---
# Advanced Financial Econometrics
## PhD seminar reading group

#### Winter Semester 2019/2020

#### Week 4 (Nove 6 2019): Chapter 4

by Lukas, Marek and Nicolas

in Python

---

Have a look here: 10 important papers to get started with machine learning: https://medium.com/@matthiasbitzer94/10-important-papers-to-get-started-with-machine-learning-66fc88a39e71

## 1.Intro: Deep Feedforward Networks

We can find **deep feedforward networks** also under other names such as **feedforward neural networks** or **multilayer perceptrons (MLPs)**.

A feedforward network deﬁnes a mapping $\mathbf{y} = f(\mathbf{x}; \mathbf{\theta})$ and learns the value of the parameters $\mathbf{\theta}$ that result in the best function approximation of some function $f^{*}$.

When feedforward neural networks are extended to include feedback connections, they are called **recurrent neural networks**. Feedforward form the basis of many important commercial applications. **Convolutional networks** used for object recognition from photos are aspecialized kind of feedforward network. Feedforward networks are a conceptual stepping stone on the path to **recurrent networks**, which power many naturallanguage applications

Feedforward neural networks are called **networks** because they are typically represented by composing together many diﬀerent functions.
Let's have three functions $f^{(1)}$, $f^{(2)}$, and $f^{(3)}$ connected in a chain, to form $f(\mathbf{x}) = f^{(3)}(f^{(2)}(f^{(1)}(\mathbf{x})))$ These chain structures are the most commonly used structures of neural networks. In this case, $f^{(1)}$ is called the **ﬁrst layer** of the network, $f^{(2)}$ is called the **second layer**, and so on. The overall length of the chain gives the **depth** of the model. The ﬁnal layer ($f^{(3)}$) of a feedforward network is called the **output layer**. 

During neural network training, we drive $f(\mathbf{x})$ to match $f^*(\mathbf{x})$. The learning algorithm must decide how to use the layers to produce the desired output, but the training data do not say what each individual layer should do. Since the training data does not show the desired output for each of these layers, these are called **hidden layers**.

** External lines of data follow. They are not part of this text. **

//! Small formatting helpers shared by the reports.

use populator_core::Time;

const FILLED: char = '█';
const EMPTY: char = '░';

/// A bar `width` characters wide, filled in proportion to `percent`.
pub fn progress_bar(percent: u32, width: usize) -> String {
    let percent = percent.min(100) as usize;
    let filled = (2 * percent * width + 100) / 200;
    let mut bar = String::with_capacity(width * FILLED.len_utf8());
    bar.extend(std::iter::repeat(FILLED).take(filled));
    bar.extend(std::iter::repeat(EMPTY).take(width - filled));
    bar
}

/// Calendar date, `YYYY-MM-DD`.
pub fn date(time: &Time) -> String {
    time.format("%Y-%m-%d").to_string()
}

/// Date and time, to the minute, in UTC.
pub fn timestamp(time: &Time) -> String {
    time.format("%Y-%m-%d %H:%M UTC").to_string()
}

#[cfg(test)]
mod tests {
    use super::*;
    use chrono::{TimeZone, Utc};

    #[test]
    fn bar_widths() {
        assert_eq!(progress_bar(40, 10), "████░░░░░░");
        assert_eq!(progress_bar(0, 5), "░░░░░");
        assert_eq!(progress_bar(100, 5), "█████");
        assert_eq!(progress_bar(50, 30).chars().filter(|c| *c == FILLED).count(), 15);
        assert_eq!(progress_bar(33, 50).chars().count(), 50);
    }

    #[test]
    fn bar_rounds_half_up() {
        // 25% of 10 is 2.5 cells.
        assert_eq!(progress_bar(25, 10).chars().filter(|c| *c == FILLED).count(), 3);
    }

    #[test]
    fn dates() {
        let t = Utc.with_ymd_and_hms(2024, 3, 7, 14, 5, 9).unwrap();
        assert_eq!(date(&t), "2024-03-07");
        assert_eq!(timestamp(&t), "2024-03-07 14:05 UTC");
    }
}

Each hidden layer of the network is typically vector valued. The dimensionality of these hidden layers determines the **width** of the model. Rather than thinking of the layer as representing a single vector-to-vector function, we can also think of the layer as consisting of many **units** that act in parallel, each representing a vector-to-scalar function



One way to understand feedforward networks is to begin with linear models and consider how to overcome their limitations.
* Linear models can be ﬁt eﬃciently and reliably
* Linear models have the obvious defect that the model capacity is limited to linear functions 
	$\Rightarrow$ the model cannot understand the interaction between any two input variables

To extend linear models to represent nonlinear functions of $\mathbf{x}$, we can apply the linear model not to $\mathbf{x}$ itself but to a transformed input $\phi(\mathbf{x})$, where $\phi$ is a nonlinear transformation. We can think of $\phi$ as providing a set of features describing $\mathbf{x}$, or as providing a new representation for $\mathbf{x}$. So how shall we choose the mapping $\phi$?
* We can se a very generic $\phi$, such as the inﬁnite-dimensional $\phi$ that is implicitly used by kernel machines
* Ingeneer $\phi$ manually (too much human effort).
* Use deep learning to learn $\phi$ 

$$y = f(\mathbf{x};\mathbf{\theta},\mathbf{w} = \phi (\mathbf{x}; \mathbf{\theta})^\intercal \mathbf{w})$$

We now have parameters $\mathbf{\theta}$ that we use to learn $\phi$ from a broad class of functions, and parameters $\mathbf{w}$ that map from $\phi(\mathbf{x})$ to the desired output.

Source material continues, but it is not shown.